Roy Paci

Il birrogastrofonico

Nulla è mai definito quando si ha a discutere con persone intellettualmente ampie, svasate.

Conversare con Roy Paci, di musica e di cucina, sembra una delle cose più banali. E t’accorgi che stai immaginando un futuro. Ma non sei in un sogno, sei in un progetto che ha basi reali e concrete, percorsi rigorosi, mete esigibili.

La prima domanda è ovvia, banale: sette note e tanta musica per tanti secoli. Ad un cultore del suono, colto storicamente e, finalmente anche tecnicamente preparato, non si fa questa domanda.

Infatti, immediatamente, Roy mi pone davanti al mio miserevole antropocentrismo occidentale, come se i codici musicali, anche quando portati a dodici, fossero ovunque uguali. Come se un piccolo pezzetto di umanità, dominante in un piccolo pezzetto di tempo, si rendesse depositaria del verbo anche nella musica, pretendendo di dettarne schemi e paradigmi. Come se i canti indiani o tibetani, africani o samoani fossero altro che armonia. E Roy, con una modestia pari all’arguzia, spiega che non è difficile, basta “aprirsi all’ascolto e smetterla di chiamare rumore un suono semplicemente perché non lo si comprende.”

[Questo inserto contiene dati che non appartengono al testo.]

//! Local TCP port guard.
//!
//! The tunnel's local port is an OS-level shared resource. Before a forward is
//! started, any process already listening on it is killed; after the forward is
//! spawned, the port is polled until it accepts connections.
//!
//! This is not a lock. Two harness processes racing for the same port can still
//! kill each other's forwards; callers must hold a run lease.

use std::time::Duration;

use thiserror::Error;
use tokio::net::TcpStream;
use tokio::process::Command;
use tokio::time::Instant;
use tracing::{debug, info, warn};

use crate::config::TunnelConfig;

#[derive(Debug, Error)]
pub enum PortError {
    #[error("listener lookup tool '{tool}' is not available")]
    LookupUnavailable { tool: String },

    #[error("listener lookup failed: {0}")]
    LookupFailed(#[source] std::io::Error),
}

/// Clears and probes loopback ports.
#[derive(Debug, Clone)]
pub struct PortGuard {
    poll_interval: Duration,
    release_grace: Duration,
    lsof_path: String,
}

impl Default for PortGuard {
    fn default() -> Self {
        Self::new(Duration::from_millis(500), Duration::from_secs(1))
    }
}

impl PortGuard {
    pub fn new(poll_interval: Duration, release_grace: Duration) -> Self {
        Self {
            poll_interval,
            release_grace,
            lsof_path: "lsof".to_string(),
        }
    }

    pub fn from_config(config: &TunnelConfig) -> Self {
        Self::new(config.poll_interval(), config.release_grace())
    }

    /// Use a specific `lsof` binary instead of the one on `PATH`.
    pub fn with_lsof(mut self, path: impl Into<String>) -> Self {
        self.lsof_path = path.into();
        self
    }

    /// Process ids listening on `port`, excluding this process.
    pub async fn listening_pids(&self, port: u16) -> Result<Vec<u32>, PortError> {
        let output = Command::new(&self.lsof_path)
            .arg("-t")
            .arg(format!("-iTCP:{}", port))
            .arg("-sTCP:LISTEN")
            .kill_on_drop(true)
            .output()
            .await
            .map_err(|e| {
                if e.kind() == std::io::ErrorKind::NotFound {
                    PortError::LookupUnavailable {
                        tool: self.lsof_path.clone(),
                    }
                } else {
                    PortError::LookupFailed(e)
                }
            })?;

        // lsof exits 1 when nothing matches.
        let own_pid = std::process::id();
        Ok(parse_pids(&String::from_utf8_lossy(&output.stdout))
            .into_iter()
            .filter(|pid| *pid != own_pid)
            .collect())
    }

    /// Kill whatever is listening on `port` and give the OS time to release it.
    ///
    /// Never fails: a missing lookup tool or an empty port is logged and
    /// treated as nothing to do. Returns the pids that were signalled.
    pub async fn ensure_free(&self, port: u16) -> Vec<u32> {
        let pids = match self.listening_pids(port).await {
            Ok(pids) => pids,
            Err(e) => {
                warn!(port, error = %e, "could not look up listeners, assuming port is free");
                return Vec::new();
            }
        };

        if pids.is_empty() {
            debug!(port, "port is free");
            return pids;
        }

        for pid in &pids {
            info!(port, pid, "killing process holding port");
            kill_pid(*pid);
        }
        tokio::time::sleep(self.release_grace).await;
        pids
    }

    /// Poll `127.0.0.1:port` until a connection succeeds or `timeout` elapses.
    pub async fn wait_for_open(&self, port: u16, timeout: Duration) -> bool {
        let deadline = Instant::now() + timeout;
        loop {
            if self.is_open(port).await {
                debug!(port, "port accepted a connection");
                return true;
            }
            let now = Instant::now();
            if now >= deadline {
                debug!(port, timeout_sec = timeout.as_secs_f64(), "port never opened");
                return false;
            }
            tokio::time::sleep(self.poll_interval.min(deadline - now)).await;
        }
    }

    /// Single connect attempt against `127.0.0.1:port`.
    pub async fn is_open(&self, port: u16) -> bool {
        matches!(
            tokio::time::timeout(self.poll_interval, TcpStream::connect(("127.0.0.1", port))).await,
            Ok(Ok(_))
        )
    }
}

fn parse_pids(output: &str) -> Vec<u32> {
    let mut pids: Vec<u32> = output
        .lines()
        .filter_map(|line| line.trim().parse().ok())
        .collect();
    pids.sort_unstable();
    pids.dedup();
    pids
}

fn kill_pid(pid: u32) {
    #[cfg(unix)]
    {
        let rc = unsafe { libc::kill(pid as libc::pid_t, libc::SIGKILL) };
        if rc != 0 {
            warn!(
                pid,
                error = %std::io::Error::last_os_error(),
                "failed to SIGKILL port holder"
            );
        }
    }
    #[cfg(not(unix))]
    {
        warn!(pid, "killing port holders is only supported on unix");
    }
}

// ---------------------------------------------------------------------------
// Tests
// ---------------------------------------------------------------------------

#[cfg(test)]
mod tests {
    use super::*;
    use tokio::net::TcpListener;

    fn fast_guard() -> PortGuard {
        PortGuard::new(Duration::from_millis(50), Duration::from_millis(50))
    }

    async fn unused_port() -> u16 {
        let listener = TcpListener::bind("127.0.0.1:0").await.unwrap();
        listener.local_addr().unwrap().port()
    }

    #[test]
    fn test_parse_pids() {
        assert_eq!(parse_pids("123\n456\n123\n"), vec![123, 456]);
        assert_eq!(parse_pids(""), Vec::<u32>::new());
        assert_eq!(parse_pids("garbage\n  77 \n"), vec![77]);
    }

    #[tokio::test]
    async fn test_wait_for_open_on_listening_port() {
        let listener = TcpListener::bind("127.0.0.1:0").await.unwrap();
        let port = listener.local_addr().unwrap().port();
        assert!(fast_guard().wait_for_open(port, Duration::from_secs(2)).await);
    }

    #[tokio::test]
    async fn test_wait_for_open_times_out_with_false() {
        let port = unused_port().await;
        let started = Instant::now();
        let open = fast_guard()
            .wait_for_open(port, Duration::from_millis(300))
            .await;
        assert!(!open);
        assert!(started.elapsed() >= Duration::from_millis(300));
        assert!(started.elapsed() < Duration::from_secs(5));
    }

    #[tokio::test]
    async fn test_wait_for_open_sees_late_listener() {
        let port = unused_port().await;
        let opener = tokio::spawn(async move {
            tokio::time::sleep(Duration::from_millis(200)).await;
            let listener = TcpListener::bind(("127.0.0.1", port)).await.unwrap();
            tokio::time::sleep(Duration::from_secs(2)).await;
            drop(listener);
        });
        assert!(fast_guard().wait_for_open(port, Duration::from_secs(3)).await);
        opener.abort();
    }

    #[tokio::test]
    async fn test_ensure_free_without_lookup_tool_is_noop() {
        let guard = fast_guard().with_lsof("/nonexistent/lsof-for-tests");
        let port = unused_port().await;
        assert!(guard.ensure_free(port).await.is_empty());
        assert!(matches!(
            guard.listening_pids(port).await,
            Err(PortError::LookupUnavailable { .. })
        ));
    }

    fn tool_available(program: &str, arg: &str) -> bool {
        std::process::Command::new(program)
            .arg(arg)
            .stdout(std::process::Stdio::null())
            .stderr(std::process::Stdio::null())
            .status()
            .is_ok()
    }

    #[cfg(unix)]
    #[tokio::test]
    async fn test_ensure_free_kills_foreign_listener_and_releases_port() {
        use std::os::unix::process::ExitStatusExt;
        use tokio::io::AsyncBufReadExt;

        if !tool_available("lsof", "-v") || !tool_available("python3", "--version") {
            eprintln!("lsof or python3 not installed, skipping");
            return;
        }

        let port = unused_port().await;
        let listener = format!(
            "import socket, time\n\
             s = socket.socket()\n\
             s.setsockopt(socket.SOL_SOCKET, socket.SO_REUSEADDR, 1)\n\
             s.bind(('127.0.0.1', {port}))\n\
             s.listen()\n\
             print('listening', flush=True)\n\
             time.sleep(30)\n"
        );
        let mut child = Command::new("python3")
            .arg("-c")
            .arg(&listener)
            .stdout(std::process::Stdio::piped())
            .kill_on_drop(true)
            .spawn()
            .unwrap();
        let mut lines = tokio::io::BufReader::new(child.stdout.take().unwrap()).lines();
        assert_eq!(lines.next_line().await.unwrap().as_deref(), Some("listening"));
        let holder = child.id().unwrap();

        let guard = fast_guard();
        assert_eq!(guard.listening_pids(port).await.unwrap(), vec![holder]);

        let killed = guard.ensure_free(port).await;
        assert_eq!(killed, vec![holder]);

        let status = tokio::time::timeout(Duration::from_secs(5), child.wait())
            .await
            .unwrap()
            .unwrap();
        assert_eq!(status.signal(), Some(libc::SIGKILL));
        assert!(!guard.is_open(port).await);
        assert!(guard.listening_pids(port).await.unwrap().is_empty());
    }

    #[tokio::test]
    async fn test_ensure_free_never_kills_own_process() {
        let listener = TcpListener::bind("127.0.0.1:0").await.unwrap();
        let port = listener.local_addr().unwrap().port();
        let killed = fast_guard().ensure_free(port).await;
        assert!(killed.is_empty());
        assert!(fast_guard().is_open(port).await);
    }
}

Ma Roy è anche fine cultore di cibo, di declinazioni gastrofoniche e di sperimentazioni culinarie. Allora attacco su quel lato ed anche lì, la pseudocodifica dei sapori e della loro percezione che un mondo riduzionista e tayloristico ha cercato di fare mostra subito la corda.

Le contaminazioni della cucina, delle cucine, sono sempre esistite ed oggi più che mai sconfinano finanche in territori che dalla cucina sono stati (o sembrati) lontanissimi. Tradimenti di cucine tradizionali, macrobiotica e cucina molecolare, gusti che non son più solo sapori. Diventano saperi e producono gesti, sganciati dall’edonismo della autorappresentazione ma voglia di vivere, di sperimentare e di sperimentarsi. Contaminazione e connubio dove ciascuno porta un po’ di suo a ciascuno, e il cibo e il suono, in quel luogo ed in quel momento diventano energia, vibrazione, capacità di assorbire il mondo e da esso di farsi assorbire.

Siam scivolati nella filosofia, me ne rendo conto e allora provo a tornare sul concreto o presunto tale. La tromba. Opinione comune è che Roy Paci abbia sviluppato del talento per l’ottone.

Falso. Basta ascoltarlo. Roy Paci non ha talento per la Tromba, sono la medesima cosa.

L’ottone squillante è un pezzo vitale del Paci umano, come le gambe per Bolt o il martello per Thor.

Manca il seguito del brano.